[Records drawn from a dataset]

*** Begin section ***

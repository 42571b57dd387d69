//! OpenAI Realtime API WebSocket message types.
//!
//! All events are JSON-encoded and sent over WebSocket, dispatched on the
//! `type` field.
//!
//! Client events (sent to server):
//! - session.update - Configure audio formats, voice, instructions, VAD
//! - input_audio_buffer.append - Append caller audio to the input buffer
//! - conversation.item.create - Add an item to the conversation
//! - response.create - Request a model response
//!
//! Server events (received from server): only the events the bridge acts on
//! are modeled here; anything else fails to parse and is dropped by the
//! connection task, which is the intended treatment for event kinds the core
//! does not consume.

use base64::prelude::*;
use serde::{Deserialize, Serialize};

// =============================================================================
// Session Configuration
// =============================================================================

/// Session configuration carried by `session.update`.
#[derive(Debug, Clone, Serialize, Deserialize)]
pub struct SessionConfig {
    /// Response modalities (text, audio)
    #[serde(skip_serializing_if = "Option::is_none")]
    pub modalities: Option<Vec<String>>,

    /// System instructions for the assistant
    #[serde(skip_serializing_if = "Option::is_none")]
    pub instructions: Option<String>,

    /// Voice for audio output
    #[serde(skip_serializing_if = "Option::is_none")]
    pub voice: Option<String>,

    /// Input audio format
    #[serde(skip_serializing_if = "Option::is_none")]
    pub input_audio_format: Option<String>,

    /// Output audio format
    #[serde(skip_serializing_if = "Option::is_none")]
    pub output_audio_format: Option<String>,

    /// Turn detection configuration
    #[serde(skip_serializing_if = "Option::is_none")]
    pub turn_detection: Option<TurnDetection>,

    /// Temperature for response generation
    #[serde(skip_serializing_if = "Option::is_none")]
    pub temperature: Option<f32>,
}

/// Turn detection configuration.
#[derive(Debug, Clone, Serialize, Deserialize)]
#[serde(tag = "type")]
pub enum TurnDetection {
    /// Server-side voice activity detection
    #[serde(rename = "server_vad")]
    ServerVad {
        /// Activation threshold (0.0 to 1.0)
        threshold: f32,
        /// Audio included before detected speech, in ms
        prefix_padding_ms: u32,
        /// Silence that ends a turn, in ms
        silence_duration_ms: u32,
    },
}

// =============================================================================
// Conversation Items
// =============================================================================

/// Conversation item for `conversation.item.create`.
#[derive(Debug, Clone, Serialize, Deserialize)]
pub struct ConversationItem {
    /// Item type
    #[serde(rename = "type")]
    pub item_type: String,
    /// Item role (user, assistant, system)
    #[serde(skip_serializing_if = "Option::is_none")]
    pub role: Option<String>,
    /// Content parts
    #[serde(skip_serializing_if = "Option::is_none")]
    pub content: Option<Vec<ContentPart>>,
}

/// Content part within a conversation item.
#[derive(Debug, Clone, Serialize, Deserialize)]
pub struct ContentPart {
    /// Content type (input_text, input_audio, text, audio)
    #[serde(rename = "type")]
    pub content_type: String,
    /// Text content
    #[serde(skip_serializing_if = "Option::is_none")]
    pub text: Option<String>,
}

impl ConversationItem {
    /// A user text message item.
    pub fn user_text(text: impl Into<String>) -> Self {
        Self {
            item_type: "message".to_string(),
            role: Some("user".to_string()),
            content: Some(vec![ContentPart {
                content_type: "input_text".to_string(),
                text: Some(text.into()),
            }]),
        }
    }
}

// =============================================================================
// Client Events (sent to server)
// =============================================================================

/// Client events sent to the Realtime API.
#[derive(Debug, Clone, Serialize)]
#[serde(tag = "type")]
pub enum ClientEvent {
    /// Update session configuration
    #[serde(rename = "session.update")]
    SessionUpdate {
        /// Session configuration
        session: SessionConfig,
    },

    /// Append audio to the input buffer
    #[serde(rename = "input_audio_buffer.append")]
    InputAudioBufferAppend {
        /// Base64-encoded audio data
        audio: String,
    },

    /// Create a conversation item
    #[serde(rename = "conversation.item.create")]
    ConversationItemCreate {
        /// Item to create
        item: ConversationItem,
    },

    /// Request a model response
    #[serde(rename = "response.create")]
    ResponseCreate,
}

// =============================================================================
// Server Events (received from server)
// =============================================================================

/// Server events received from the Realtime API.
#[derive(Debug, Clone, Deserialize)]
#[serde(tag = "type")]
pub enum ServerEvent {
    /// Error occurred
    #[serde(rename = "error")]
    Error {
        /// Error details
        error: ApiError,
    },

    /// Session created — the deterministic readiness signal for the AI leg
    #[serde(rename = "session.created")]
    SessionCreated {
        /// Session information
        session: SessionInfo,
    },

    /// Session configuration acknowledged
    #[serde(rename = "session.updated")]
    SessionUpdated {
        /// Session information
        session: SessionInfo,
    },

    /// Speech detected in the caller audio
    #[serde(rename = "input_audio_buffer.speech_started")]
    SpeechStarted {
        /// Audio start timestamp in ms
        audio_start_ms: u64,
        /// Item ID
        item_id: String,
    },

    /// Silence detected after caller speech
    #[serde(rename = "input_audio_buffer.speech_stopped")]
    SpeechStopped {
        /// Audio end timestamp in ms
        audio_end_ms: u64,
        /// Item ID
        item_id: String,
    },

    /// Audio chunk of the response being spoken
    #[serde(rename = "response.audio.delta")]
    AudioDelta {
        /// Response ID
        response_id: String,
        /// Item ID of the response item being spoken
        #[serde(default)]
        item_id: Option<String>,
        /// Base64-encoded audio delta
        delta: String,
    },

    /// Audio generation for an item complete
    #[serde(rename = "response.audio.done")]
    AudioDone {
        /// Item ID
        item_id: String,
    },

    /// Transcript of a finished spoken response
    #[serde(rename = "response.audio_transcript.done")]
    AudioTranscriptDone {
        /// Item ID
        item_id: String,
        /// Full transcript
        transcript: String,
    },

    /// Response complete
    #[serde(rename = "response.done")]
    ResponseDone {
        /// Response information
        response: ResponseInfo,
    },
}

impl ServerEvent {
    /// Decode base64 audio from an AudioDelta event.
    pub fn decode_audio_delta(delta: &str) -> Result<Vec<u8>, base64::DecodeError> {
        BASE64_STANDARD.decode(delta)
    }
}

// =============================================================================
// Supporting Types
// =============================================================================

/// API error information.
#[derive(Debug, Clone, Deserialize)]
pub struct ApiError {
    /// Error type
    #[serde(rename = "type")]
    pub error_type: String,
    /// Error code
    #[serde(default)]
    pub code: Option<String>,
    /// Error message
    pub message: String,
}

/// Session information.
#[derive(Debug, Clone, Deserialize)]
pub struct SessionInfo {
    /// Session ID
    pub id: String,
    /// Model in use
    #[serde(default)]
    pub model: Option<String>,
}

/// Response information.
#[derive(Debug, Clone, Deserialize)]
pub struct ResponseInfo {
    /// Response ID
    pub id: String,
    /// Response status
    #[serde(default)]
    pub status: Option<String>,
}

#[cfg(test)]
mod tests {
    use super::*;

    #[test]
    fn test_session_update_serialization() {
        let event = ClientEvent::SessionUpdate {
            session: SessionConfig {
                modalities: Some(vec!["text".to_string(), "audio".to_string()]),
                instructions: Some("Be helpful".to_string()),
                voice: Some("alloy".to_string()),
                input_audio_format: Some("g711_ulaw".to_string()),
                output_audio_format: Some("g711_ulaw".to_string()),
                turn_detection: Some(TurnDetection::ServerVad {
                    threshold: 0.5,
                    prefix_padding_ms: 300,
                    silence_duration_ms: 500,
                }),
                temperature: Some(0.7),
            },
        };

        let json = serde_json::to_string(&event).unwrap();
        assert!(json.contains("session.update"));
        assert!(json.contains("g711_ulaw"));
        assert!(json.contains("server_vad"));
        assert!(json.contains("alloy"));
    }

    #[test]
    fn test_audio_append_passes_payload_through() {
        let event = ClientEvent::InputAudioBufferAppend {
            audio: "b2s=".to_string(),
        };
        let json = serde_json::to_string(&event).unwrap();
        assert!(json.contains("input_audio_buffer.append"));
        assert!(json.contains("b2s="));
    }

    #[test]
    fn test_greeting_item_serialization() {
        let event = ClientEvent::ConversationItemCreate {
            item: ConversationItem::user_text("Greet the caller."),
        };
        let json = serde_json::to_string(&event).unwrap();
        assert!(json.contains("conversation.item.create"));
        assert!(json.contains(r#""type":"message""#));
        assert!(json.contains(r#""role":"user""#));
        assert!(json.contains("input_text"));
    }

    #[test]
    fn test_response_create_serialization() {
        let json = serde_json::to_string(&ClientEvent::ResponseCreate).unwrap();
        assert_eq!(json, r#"{"type":"response.create"}"#);
    }

    #[test]
    fn test_session_created_deserialization() {
        let json = r#"{
            "type": "session.created",
            "event_id": "event_1",
            "session": {"id": "sess_1", "object": "realtime.session", "model": "gpt-4o-realtime-preview"}
        }"#;
        let event: ServerEvent = serde_json::from_str(json).unwrap();
        match event {
            ServerEvent::SessionCreated { session } => {
                assert_eq!(session.id, "sess_1");
                assert_eq!(session.model.as_deref(), Some("gpt-4o-realtime-preview"));
            }
            _ => panic!("Expected SessionCreated variant"),
        }
    }

    #[test]
    fn test_audio_delta_deserialization_and_decode() {
        let payload = BASE64_STANDARD.encode([1u8, 2, 3]);
        let json = format!(
            r#"{{
                "type": "response.audio.delta",
                "response_id": "resp_1",
                "item_id": "item_1",
                "output_index": 0,
                "content_index": 0,
                "delta": "{payload}"
            }}"#
        );
        let event: ServerEvent = serde_json::from_str(&json).unwrap();
        match event {
            ServerEvent::AudioDelta { item_id, delta, .. } => {
                assert_eq!(item_id.as_deref(), Some("item_1"));
                assert_eq!(ServerEvent::decode_audio_delta(&delta).unwrap(), [1, 2, 3]);
            }
            _ => panic!("Expected AudioDelta variant"),
        }
    }

    #[test]
    fn test_audio_delta_without_item_id() {
        let json = r#"{"type": "response.audio.delta", "response_id": "resp_1", "delta": "AAAA"}"#;
        let event: ServerEvent = serde_json::from_str(json).unwrap();
        match event {
            ServerEvent::AudioDelta { item_id, .. } => assert!(item_id.is_none()),
            _ => panic!("Expected AudioDelta variant"),
        }
    }

    #[test]
    fn test_unmodeled_event_kind_fails_to_parse() {
        let json = r#"{"type": "rate_limits.updated", "rate_limits": []}"#;
        assert!(serde_json::from_str::<ServerEvent>(json).is_err());
    }

    #[test]
    fn test_error_event_deserialization() {
        let json = r#"{
            "type": "error",
            "error": {"type": "invalid_request_error", "message": "Test error"}
        }"#;
        let event: ServerEvent = serde_json::from_str(json).unwrap();
        match event {
            ServerEvent::Error { error } => {
                assert_eq!(error.error_type, "invalid_request_error");
                assert_eq!(error.message, "Test error");
            }
            _ => panic!("Expected Error variant"),
        }
    }
}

*** End section ***

▶ _EXERCISE_
Return every line from the records above that holds the word "TurnDetection".

▶ _WRITTEN RESPONSE_
    pub turn_detection: Option<TurnDetection>,
pub enum TurnDetection {
                turn_detection: Some(TurnDetection::ServerVad {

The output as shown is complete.